Hi guys. I recently purchased this blue Seiko Alba Manta Ray diver:










I'm not a big fan of the pepsi style bezel and would like to swap it for one in which all the numbers are black. After much searching I found this image in the RLT Gallery here:

http://www.horology.info/pic_library/commo...;noMetric=false










Can Roy, whoever owns this watch, or anyone who might know, please tell me where I might be able to find this bezel? Everywhere I've looked I only find the pepsi style or the black ion plated variety. I could have the red numbers colored in, but I'd rather do that as a second option.

Someone here did a similar mod to what I want to do here:

http://www.thewatchforum.co.uk/index.php?s...p;mode=threaded

Thanks for the help.


----------



## jasonm (Nov 22, 2003)

Hi Gabe, Im pretty sure the gallery watch and the watch that was for sale is the same watch, ie the numbers were coloured in......


----------



## pauluspaolo (Feb 24, 2003)

Hi Isthmus,

I used to own that very watch & sold it to Richard (rsykes2000) ages ago - he's presumably sold it on also. I modified the bezel myself - originally it was the pepsi bezel (like you I'm not a fan of anything pepsi) & I coloured the red numbers in with a black fine tipped permanent (not water based) marker pen. I know that this is your second option but as far as I know it's the only option. Rather than use marker pen though you could colour the numbers with black enamel paint (using a fine brush to apply it). This should turn out to be harder wearing than the marker pen - not that I can remember having any particular problems with the marker pen method though.
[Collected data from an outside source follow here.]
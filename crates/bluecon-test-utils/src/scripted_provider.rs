// SPDX-FileCopyrightText: 2026 BlueCon Contributors
// SPDX-License-Identifier: MIT OR Apache-2.0

//! Push provider that replays a fixed script of messages.
//!
//! `listen` sends every scripted message in order, then idles until the
//! session is cancelled. A provider built with [`blocking_for`] instead
//! blocks its thread after the script, ignoring cancellation, to model a
//! connection that cannot be interrupted.
//!
//! [`blocking_for`]: ScriptedPushProvider::blocking_for

use std::collections::HashMap;
use std::sync::Mutex;
use std::sync::atomic::{AtomicUsize, Ordering};
use std::time::Duration;

use async_trait::async_trait;
use bluecon_core::notification::NOTIFICATION_TYPE_FIELD;
use bluecon_core::{BlueconError, ListenSession, PushApp, PushCredentials, PushMessage, PushProvider};
use tracing::debug;

/// A `Call` data message for `device_id` at `door`.
pub fn call_message(persistent_id: &str, device_id: &str, door: &str) -> PushMessage {
    PushMessage {
        persistent_id: persistent_id.to_string(),
        message_id: format!("msg-{persistent_id}"),
        data: HashMap::from([
            (NOTIFICATION_TYPE_FIELD.to_string(), "Call".to_string()),
            ("DeviceId".to_string(), device_id.to_string()),
            ("AccessDoorKey".to_string(), door.to_string()),
        ]),
    }
}

/// A `CallEnd` data message for `device_id`.
pub fn call_end_message(persistent_id: &str, device_id: &str) -> PushMessage {
    PushMessage {
        persistent_id: persistent_id.to_string(),
        message_id: format!("msg-{persistent_id}"),
        data: HashMap::from([
            (NOTIFICATION_TYPE_FIELD.to_string(), "CallEnd".to_string()),
            ("DeviceId".to_string(), device_id.to_string()),
        ]),
    }
}

pub struct ScriptedPushProvider {
    script: Vec<PushMessage>,
    credentials: PushCredentials,
    block_for: Option<Duration>,
    register_delay: Option<Duration>,
    register_calls: AtomicUsize,
    listen_calls: AtomicUsize,
    seen_at_listen: Mutex<Vec<Vec<String>>>,
    package_certs: Mutex<Vec<String>>,
}

impl ScriptedPushProvider {
    pub fn new(script: Vec<PushMessage>) -> Self {
        Self {
            script,
            credentials: Self::default_credentials(),
            block_for: None,
            register_delay: None,
            register_calls: AtomicUsize::new(0),
            listen_calls: AtomicUsize::new(0),
            seen_at_listen: Mutex::new(Vec::new()),
            package_certs: Mutex::new(Vec::new()),
        }
    }

    pub fn default_credentials() -> PushCredentials {
        PushCredentials {
            device_token: "scripted-fcm-token".to_string(),
            android_id: 5_000_001,
            security_token: 9_000_002,
            installation_id: Some("scripted-fid".to_string()),
        }
    }

    /// After the script, block the listener thread for `duration` and
    /// ignore cancellation.
    pub fn blocking_for(mut self, duration: Duration) -> Self {
        self.block_for = Some(duration);
        self
    }

    /// Makes every `register` call take `delay` before answering.
    pub fn registering_after(mut self, delay: Duration) -> Self {
        self.register_delay = Some(delay);
        self
    }

    pub fn register_calls(&self) -> usize {
        self.register_calls.load(Ordering::SeqCst)
    }

    pub fn listen_calls(&self) -> usize {
        self.listen_calls.load(Ordering::SeqCst)
    }

    /// Seen ids handed to each `listen` call, in call order.
    pub fn seen_at_listen(&self) -> Vec<Vec<String>> {
        self.seen_at_listen
            .lock()
            .unwrap_or_else(|p| p.into_inner())
            .clone()
    }

    pub fn package_certs(&self) -> Vec<String> {
        self.package_certs
            .lock()
            .unwrap_or_else(|p| p.into_inner())
            .clone()
    }
}

#[async_trait]
impl PushProvider for ScriptedPushProvider {
    fn name(&self) -> &str {
        "scripted"
    }

    async fn register(
        &self,
        _app: &PushApp,
        package_cert: &str,
    ) -> Result<PushCredentials, BlueconError> {
        self.register_calls.fetch_add(1, Ordering::SeqCst);
        if let Some(delay) = self.register_delay {
            tokio::time::sleep(delay).await;
        }
        self.package_certs
            .lock()
            .unwrap_or_else(|p| p.into_inner())
            .push(package_cert.to_string());
        Ok(self.credentials.clone())
    }

    async fn listen(&self, session: ListenSession) -> Result<(), BlueconError> {
        self.listen_calls.fetch_add(1, Ordering::SeqCst);
        let seen = session.seen_ids.retrieve_persistent_ids().await?;
        self.seen_at_listen
            .lock()
            .unwrap_or_else(|p| p.into_inner())
            .push(seen);

        for message in &self.script {
            if session.sender.send(message.clone()).await.is_err() {
                return Ok(());
            }
        }
        debug!(messages = self.script.len(), "script delivered");

        if let Some(duration) = self.block_for {
            std::thread::sleep(duration);
            return Ok(());
        }

        session.cancel.cancelled().await;
        Ok(())
    }
}
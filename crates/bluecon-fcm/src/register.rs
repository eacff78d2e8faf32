// SPDX-FileCopyrightText: 2026 BlueCon Contributors
// SPDX-License-Identifier: MIT OR Apache-2.0

//! Firebase installation and GCM token registration.

use base64::Engine;
use base64::engine::general_purpose::URL_SAFE_NO_PAD;
use bluecon_core::{BlueconError, PushApp, PushCredentials};
use rand::RngCore;
use serde::{Deserialize, Serialize};
use tracing::{debug, info};

use crate::checkin::{DeviceIdentity, checkin};
use crate::{FcmEndpoints, registration_error};

const FIS_SDK_VERSION: &str = "a:17.0.0";
const GCM_CLIENT_VERSION: &str = "fcm-23.1.2";

/// Generates a Firebase installation id: 17 random bytes with the
/// `0111` prefix, base64url encoded and cut to 22 characters.
pub fn generate_fid() -> String {
    let mut bytes = [0u8; 17];
    rand::thread_rng().fill_bytes(&mut bytes);
    bytes[0] = 0x70 | (bytes[0] & 0x0f);
    let mut fid = URL_SAFE_NO_PAD.encode(bytes);
    fid.truncate(22);
    fid
}

#[derive(Debug, Serialize)]
#[serde(rename_all = "camelCase")]
struct InstallationRequest<'a> {
    fid: &'a str,
    app_id: &'a str,
    auth_version: &'a str,
    sdk_version: &'a str,
}

#[derive(Debug, Deserialize)]
#[serde(rename_all = "camelCase")]
struct InstallationResponse {
    fid: Option<String>,
    auth_token: InstallationAuthToken,
}

#[derive(Debug, Deserialize)]
struct InstallationAuthToken {
    token: String,
}

/// A created Firebase installation.
#[derive(Debug, Clone, PartialEq, Eq)]
pub struct Installation {
    pub fid: String,
    pub auth_token: String,
}

/// Creates a Firebase installation for `app`.
pub async fn create_installation(
    client: &reqwest::Client,
    base_url: &str,
    app: &PushApp,
    package_cert: &str,
) -> Result<Installation, BlueconError> {
    let fid = generate_fid();
    let url = format!(
        "{}/projects/{}/installations",
        base_url.trim_end_matches('/'),
        app.project_id
    );
    let response = client
        .post(&url)
        .header("x-goog-api-key", &app.api_key)
        .header("X-Android-Package", &app.package_name)
        .header("X-Android-Cert", package_cert)
        .json(&InstallationRequest {
            fid: &fid,
            app_id: &app.app_id,
            auth_version: "FIS_v2",
            sdk_version: FIS_SDK_VERSION,
        })
        .send()
        .await
        .map_err(|e| BlueconError::transport("firebase installation request failed", e))?;

    let status = response.status();
    if !status.is_success() {
        let body = response.text().await.unwrap_or_default();
        return Err(registration_error(
            format!("firebase installation returned HTTP {status}: {body}"),
            None,
        ));
    }
    let parsed: InstallationResponse = response
        .json()
        .await
        .map_err(|e| registration_error("malformed firebase installation response", Some(Box::new(e))))?;

    Ok(Installation {
        fid: parsed.fid.unwrap_or(fid),
        auth_token: parsed.auth_token.token,
    })
}

/// Registers the device with GCM and returns the push token.
pub async fn register_token(
    client: &reqwest::Client,
    url: &str,
    app: &PushApp,
    package_cert: &str,
    device: DeviceIdentity,
    installation: &Installation,
) -> Result<String, BlueconError> {
    let android_id = device.android_id.to_string();
    let form = [
        ("X-subtype", app.sender_id.as_str()),
        ("sender", app.sender_id.as_str()),
        ("X-app_ver", "1"),
        ("X-osv", "33"),
        ("X-cliv", GCM_CLIENT_VERSION),
        ("X-gmsv", "231218000"),
        ("X-appid", installation.fid.as_str()),
        ("X-scope", "*"),
        (
            "X-Goog-Firebase-Installations-Auth",
            installation.auth_token.as_str(),
        ),
        ("X-gmp_app_id", app.app_id.as_str()),
        ("X-firebase-app-name-hash", "R1dAH9Ui7M-ynoznwBdw01tLxhI"),
        ("app", app.package_name.as_str()),
        ("device", android_id.as_str()),
        ("app_ver", "1"),
        ("cert", package_cert),
        ("plat", "0"),
    ];

    let response = client
        .post(url)
        .header(
            reqwest::header::AUTHORIZATION,
            format!("AidLogin {}:{}", device.android_id, device.security_token),
        )
        .form(&form)
        .send()
        .await
        .map_err(|e| BlueconError::transport("gcm register request failed", e))?;

    let status = response.status();
    let body = response
        .text()
        .await
        .map_err(|e| BlueconError::transport("gcm register response read failed", e))?;
    parse_register_response(status, &body)
}

fn parse_register_response(
    status: reqwest::StatusCode,
    body: &str,
) -> Result<String, BlueconError> {
    let body = body.trim();
    if let Some(error) = body.split("Error=").nth(1) {
        return Err(registration_error(format!("gcm register rejected: {error}"), None));
    }
    if !status.is_success() {
        return Err(registration_error(format!("gcm register returned HTTP {status}"), None));
    }
    match body.strip_prefix("token=") {
        Some(token) if !token.is_empty() => Ok(token.to_string()),
        _ => Err(registration_error(
            format!("unexpected gcm register response: {body}"),
            None,
        )),
    }
}

/// Full registration: checkin, installation, then token registration.
pub async fn register(
    client: &reqwest::Client,
    endpoints: &FcmEndpoints,
    app: &PushApp,
    package_cert: &str,
) -> Result<PushCredentials, BlueconError> {
    let device = checkin(client, &endpoints.checkin_url).await?;
    let installation =
        create_installation(client, &endpoints.installations_url, app, package_cert).await?;
    debug!(fid = %installation.fid, "firebase installation created");
    let device_token =
        register_token(client, &endpoints.register_url, app, package_cert, device, &installation)
            .await?;
    info!(android_id = device.android_id, "push endpoint registered");

    Ok(PushCredentials {
        device_token,
        android_id: device.android_id,
        security_token: device.security_token,
        installation_id: Some(installation.fid),
    })
}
The numbers are quite deeply recessed in the bezel so this wasn't a difficult modification to do &, in my opinion, the watch looked much better after it than it did before it! Given the number of variations on a theme that Seiko often do (Alba's a part of Seiko apparently) - different coloured Monsters/Samurai's/007's etc - I'm a bit surprised that a model with all black numerals isn't available.

Hope this helps & best of luck with the mod


----------



## Mutley (Apr 17, 2007)

IMHO the bezel looks great just as it is, I would say leave it as it is for now, you might get to like it, if not then then change it.

Cheers

Andrew


----------



## Isthmus (Sep 29, 2005)

Thanks for the help guys and thanks for the suggestions Paulo. If all else fails, I'll try the marker method.

BTW, mine is on a it's rubber strap, do any of you know if a super oyster bracelet will fit this?


----------



## pauluspaolo (Feb 24, 2003)

I never tried a super oyster on my watch so can't say for certain. I thought that the original Alba bracelet was good quality (definitely up to the usual Seiko standards) but looked a little slim against the large watch head. Most of the time I wore mine on a rhino strap which was a comfortable combination.


----------